Cultura é a linguagem, a estética, o cotidiano, os vínculos e as produções coletivas que representam a sociabilidade de um grupo (ou povo). E, como parte da cultura de favelas e periferias, sujeitas e sujeitos periféricos têm criado formas autênticas de arte e denúncia a partir das brechas deixadas pelo Estado. Em seus trabalhos, Tiaraju D’Andrea, por exemplo, conta essa história de afirmação e positivação da identidade das juventudes faveladas e periféricas. Tais identidades são construídas cotidianamente mais além da polarização entre carências e potências, e se concretizam sob a forma de manifestações culturais e estéticas que problematizam questões de classe, raça e gênero.
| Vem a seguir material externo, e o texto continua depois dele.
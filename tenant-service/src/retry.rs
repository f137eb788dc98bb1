//! Retry boundary for transient store conflicts
//!
//! Storage-level write conflicts are retried exactly once at the
//! per-organization serialization boundary, then surfaced as a transient
//! failure. Deterministic policy violations pass through untouched and are
//! never retried.

use std::future::Future;
use std::time::Duration;
use tokio::time::sleep;

use crate::store::{StoreError, StoreResult};

/// Configuration for the conflict retry boundary.
#[derive(Debug, Clone)]
pub struct RetryConfig {
    /// Delay before the single retry attempt
    pub retry_delay: Duration,
}

impl Default for RetryConfig {
    fn default() -> Self {
        Self {
            retry_delay: Duration::from_millis(25),
        }
    }
}

/// Run a store operation, retrying once on a transient conflict.
///
/// Any error other than [`StoreError::Conflict`] is returned immediately; a
/// conflict on the second attempt is returned to the caller, which maps it
/// to a transient failure.
pub async fn retry_once<T, F, Fut>(config: &RetryConfig, mut op: F) -> StoreResult<T>
where
    F: FnMut() -> Fut,
    Fut: Future<Output = StoreResult<T>>,
{
    match op().await {
        Err(StoreError::Conflict(reason)) => {
            tracing::debug!(%reason, "store conflict, retrying once");
            sleep(config.retry_delay).await;
            op().await
        }
        other => other,
    }
}
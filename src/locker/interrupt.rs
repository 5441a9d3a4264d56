// Copyright 2025 Ojima Abraham
// SPDX-License-Identifier: Apache-2.0

//! Thread interruption.
//!
//! Each thread has an interrupt flag. Another thread holding an [`Interrupter`]
//! can set it, which wakes the target if it is parked in an interruptible wait.
//! Interruptible operations fail with `LockError::Interrupted` and clear the
//! flag; uninterruptible ones leave it set.

use std::sync::atomic::{AtomicBool, Ordering};
use std::sync::Arc;

use parking_lot::Mutex;
use tracing::trace;

use super::wait::WaitQueue;

#[derive(Debug, Default)]
struct InterruptState {
    interrupted: AtomicBool,
    parked_on: Mutex<Option<Arc<WaitQueue>>>,
}

thread_local! {
    static CURRENT: Arc<InterruptState> = Arc::new(InterruptState::default());
}

/// Handle used to interrupt a thread.
#[derive(Debug, Clone)]
pub struct Interrupter {
    state: Arc<InterruptState>,
}

impl Interrupter {
    /// Returns a handle that interrupts the calling thread.
    pub fn current() -> Self {
        Self {
            state: CURRENT.with(Arc::clone),
        }
    }

    /// Sets the interrupt flag and wakes the thread if it is parked.
    pub fn interrupt(&self) {
        self.state.interrupted.store(true, Ordering::SeqCst);
        let parked_on = self.state.parked_on.lock().clone();
        if let Some(queue) = parked_on {
            trace!("waking interrupted thread");
            queue.nudge();
        }
    }

    /// Returns true if the flag is set, without clearing it.
    pub fn is_interrupted(&self) -> bool {
        self.state.interrupted.load(Ordering::SeqCst)
    }
}

/// Clears the calling thread's interrupt flag, returning its previous value.
pub fn take_interrupted() -> bool {
    CURRENT.with(|state| state.interrupted.swap(false, Ordering::SeqCst))
}

/// Returns true if the calling thread's interrupt flag is set.
pub(crate) fn is_interrupted() -> bool {
    CURRENT.with(|state| state.interrupted.load(Ordering::SeqCst))
}

/// Marks the calling thread as parked on `queue` until dropped.
pub(crate) fn register_park(queue: Arc<WaitQueue>) -> ParkRegistration {
    let state = CURRENT.with(Arc::clone);
    *state.parked_on.lock() = Some(queue);
    ParkRegistration { state }
}

pub(crate) struct ParkRegistration {
    state: Arc<InterruptState>,
}

impl Drop for ParkRegistration {
    fn drop(&mut self) {
        self.state.parked_on.lock().take();
    }
}

#[cfg(test)]
mod tests {
    use super::*;
    use crate::locker::wait::Wake;
    use std::thread;
    use std::time::{Duration, Instant};

    #[test]
    fn test_take_interrupted_clears_flag() {
        Interrupter::current().interrupt();
        assert!(take_interrupted());
        assert!(!take_interrupted());
    }

    #[test]
    fn test_interrupt_wakes_parked_thread() {
        let queue = Arc::new(WaitQueue::new());
        let (tx, rx) = std::sync::mpsc::channel();

        let waiter = {
            let queue = Arc::clone(&queue);
            thread::spawn(move || {
                tx.send(Interrupter::current()).unwrap();
                let observed = queue.generation();
                let deadline = Instant::now() + Duration::from_secs(5);
                let wake = queue.park(observed, Some(deadline), true);
                (wake, take_interrupted())
            })
        };

        let interrupter = rx.recv().unwrap();
        thread::sleep(Duration::from_millis(20));
        interrupter.interrupt();

        let (wake, flag) = waiter.join().unwrap();
        assert_eq!(wake, Wake::Interrupted);
        assert!(flag);
    }

    #[test]
    fn test_uninterruptible_park_ignores_flag() {
        let queue = Arc::new(WaitQueue::new());
        Interrupter::current().interrupt();

        let observed = queue.generation();
        let deadline = Instant::now() + Duration::from_millis(20);
        assert_eq!(queue.park(observed, Some(deadline), false), Wake::TimedOut);
        assert!(take_interrupted());
    }
}
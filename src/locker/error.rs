// Copyright 2025 Ojima Abraham
// SPDX-License-Identifier: Apache-2.0

//! Entity locker error types.

/// Errors that can occur in lock operations.
#[derive(Debug, Clone, PartialEq, Eq, thiserror::Error)]
pub enum LockError {
    #[error("interrupted while waiting for lock")]
    Interrupted,

    #[error("lock is held by another thread")]
    NotOwner,

    #[error("lock is not held")]
    NotHeld,

    #[error("unsupported operation: {0}")]
    Unsupported(&'static str),

    #[error("invalid configuration: {0}")]
    InvalidConfig(String),
}

impl LockError {
    /// Returns true if the error is a release by a thread that does not own the lock.
    ///
    /// These indicate a bug at the call site rather than a runtime condition.
    pub fn is_ownership_violation(&self) -> bool {
        matches!(self, LockError::NotOwner | LockError::NotHeld)
    }
}

#[cfg(test)]
mod tests {
    use super::*;

    #[test]
    fn test_ownership_violation_kinds() {
        assert!(LockError::NotOwner.is_ownership_violation());
        assert!(LockError::NotHeld.is_ownership_violation());
        assert!(!LockError::Interrupted.is_ownership_violation());
        assert!(!LockError::Unsupported("x").is_ownership_violation());
    }

    #[test]
    fn test_display() {
        assert_eq!(
            LockError::InvalidConfig("threshold".into()).to_string(),
            "invalid configuration: threshold"
        );
    }
}
// Copyright 2025 Ojima Abraham
// SPDX-License-Identifier: Apache-2.0

//! Configuration for the entity locker.

use super::error::LockError;

/// Default number of distinct entities a thread may hold before its next
/// acquisition escalates to the global lock.
pub const DEFAULT_ESCALATION_THRESHOLD: usize = 8;

/// Configuration for EntityLocker initialization.
#[derive(Debug, Clone, PartialEq, Eq)]
pub struct LockerConfig {
    /// Distinct entities held by one thread that trigger escalation.
    pub escalation_threshold: usize,
}

impl Default for LockerConfig {
    fn default() -> Self {
        Self {
            escalation_threshold: DEFAULT_ESCALATION_THRESHOLD,
        }
    }
}

impl LockerConfig {
    /// Sets the escalation threshold.
    pub fn with_escalation_threshold(mut self, threshold: usize) -> Self {
        self.escalation_threshold = threshold;
        self
    }

    /// Checks that the configuration is usable.
    pub fn validate(&self) -> Result<(), LockError> {
        if self.escalation_threshold == 0 {
            return Err(LockError::InvalidConfig(
                "escalation_threshold must be at least 1".into(),
            ));
        }
        Ok(())
    }
}

#[cfg(test)]
mod tests {
    use super::*;

    #[test]
    fn test_default_threshold() {
        let config = LockerConfig::default();
        assert_eq!(config.escalation_threshold, 8);
        assert!(config.validate().is_ok());
    }

    #[test]
    fn test_zero_threshold_rejected() {
        let config = LockerConfig::default().with_escalation_threshold(0);
        assert!(matches!(config.validate(), Err(LockError::InvalidConfig(_))));
    }
}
São múltiplas as formas em que essas questões são abordadas em letras de música e dança, numa estética poética própria ligada a movimentos como o hip-hop e o funk, e chegam, dentre outros tantos formatos, até as batalhas de slams e do passinho.

O premiado filme SLAM: Voz de Levante, das diretoras Tatiana Lohmann e Roberta Estrela D’alva, apresenta o fenômeno dos “poetry slams” americanos e sua recepção na cena brasileira desde 2008. O documentário registra o crescimento das Batalhas de Slam no Brasil e acompanha a campeã brasileira de 2016, Luz Ribeiro, até a Copa do Mundo de Slam em Paris, representando a nova onda feminista e negra que tem feito dessa manifestação artística um veículo de politização no campo popular.

De fato, apesar das dificuldades envolvidas na ausência de incentivo e valorização da cultura favelada e periférica, movimentos culturais proliferam-se movidos principalmente pela ambição de superar o imaginário social de favelas e periferias como lugares de carência, reafirmando-os como espaços de resistência e potência. É o que contam algumas e alguns dos artistas com os quais o Dicionário de Favelas Marielle Franco conversou nos últimos anos.

Na live Cultura e Políticas nas favelas e periferias (Live), que integra a série Favelas em Movimento, organizada entre 2020 e 2021, Andrea Bak, multiartista e estudante de química, fala dos aprendizados que atravessaram sua participação nos grupos de Rap Neftaris Vandal e no coletivo Slam das Minas RJ. Segundo ela, a arte chegou na sua vida a partir de uma ação política, quando em 2017, no contexto dos movimentos de ocupação das escolas de ensino médio da rede pública, ela – então estudante da Faetec – conheceu o Movimento de Slam. “O movimento social me levou ao movimento cultural e hoje eu não consigo fazer um sem fazer outro”, diz ela.

Andrea explica que o movimento slam surgiu nos EUA e, ao chegar no Brasil, acabou tornando-se um fenômeno entre a juventude, principalmente a juventude de favela. Os temas das poesias declamadas e interpretadas nesses espaços reivindicam a vida da população preta e de todas as minorias. Ela destaca, ainda, que em 2018, no contexto da mais conturbada eleição política da história recente, o movimento slam foi essencial para recuperar aquela juventude que estava sendo manipulada pelas ideologias fascistas a partir da onda das fake news. Diante da enxurrada de (des)informações das redes sociais, as batalhas de slam de bairros e favelas promoveu, na prática, uma disputa de narrativas, possibilitando a troca de informações e a defesa de valores ligados aos direitos humanos. Tudo isso através da fala, das rodas, do olho no olho – “ou seja, na nossa linguagem”, completa Andrea.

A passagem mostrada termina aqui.